L’acte de naissance de la littérature de langue française des Premières Nations du Québec peut être situé au début des années soixante-dix du siècle dernier et, au cours des deux dernières décennies, cette autre facette de la francophonie canadienne est en train d’expérimenter une effervescence sans précédent, grâce aussi à l’intérêt de maisons d’édition comme Mémoire d’encrier, qui promeuvent et soutiennent la production littéraire des auteurs autochtones du Québec.
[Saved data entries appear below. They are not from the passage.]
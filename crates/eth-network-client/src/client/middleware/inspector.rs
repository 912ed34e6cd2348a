//! Keeps the block tracker ahead of the blocks responses refer to.

use std::sync::Arc;

use futures::future::BoxFuture;
use serde_json::Value;

use super::RequestHandler;
use crate::client::block_tracker::BlockTracker;
use crate::error::RpcError;
use crate::types::{JsonRpcRequest, MethodClass, classify_method, parse_hex_quantity};

/// Refreshes the tracker when a transaction lookup reports a block newer
/// than the tracker's current one.
///
/// After the refresh the tracker is at least at the reported block.
pub struct BlockTrackerInspector {
    tracker: Arc<BlockTracker>,
    next: Arc<dyn RequestHandler>,
}

impl BlockTrackerInspector {
    pub fn new(tracker: Arc<BlockTracker>, next: Arc<dyn RequestHandler>) -> Self {
        Self { tracker, next }
    }

    async fn inspect(&self, request: JsonRpcRequest) -> Result<Value, RpcError> {
        let class = classify_method(&request.method);
        let result = self.next.handle(request).await?;

        if class != MethodClass::BlockHashInResponse {
            return Ok(result);
        }
        let Some(observed) = result
            .get("blockNumber")
            .and_then(Value::as_str)
            .and_then(parse_hex_quantity)
        else {
            return Ok(result);
        };

        if self.tracker.current_block().is_none_or(|current| observed > current) {
            tracing::debug!(block = observed, "response is ahead of tracker, refreshing");
            if let Err(e) = self.tracker.check_for_latest_block().await {
                tracing::warn!(error = %e, "failed to refresh latest block");
            }
            self.tracker.advance_to(observed);
        }
        Ok(result)
    }
}

impl RequestHandler for BlockTrackerInspector {
    fn handle(&self, request: JsonRpcRequest) -> BoxFuture<'_, Result<Value, RpcError>> {
        Box::pin(self.inspect(request))
    }
}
Je vais chercher à tracer rapidement l’évolution de cette jeune littérature, en proposant des réflexions sur l’un des stéréotypes qui colle depuis toujours aux peuples autochtones, leur proximité avec l’état de nature – ce qui justifiait l’appellation de Sauvages, sans intention péjorative d’ailleurs, qu’on leur donnait au début de la colonisation française au dix-septième et dix-huitième siècles, une identification basée sur l’opposition entre nature et culture, bien nourrie, depuis Rousseau, de fondements philosophiques et scientifiques divers.

Dans la première partie de cet exposé, je vais présenter la théorie d’après laquelle pour les Amérindiens la nature est culture, et dans la seconde partie je vais proposer une lecture de l’évolution de l’imaginaire de la nature chez des écrivains et écrivaines autochtones appartenant à des générations différentes.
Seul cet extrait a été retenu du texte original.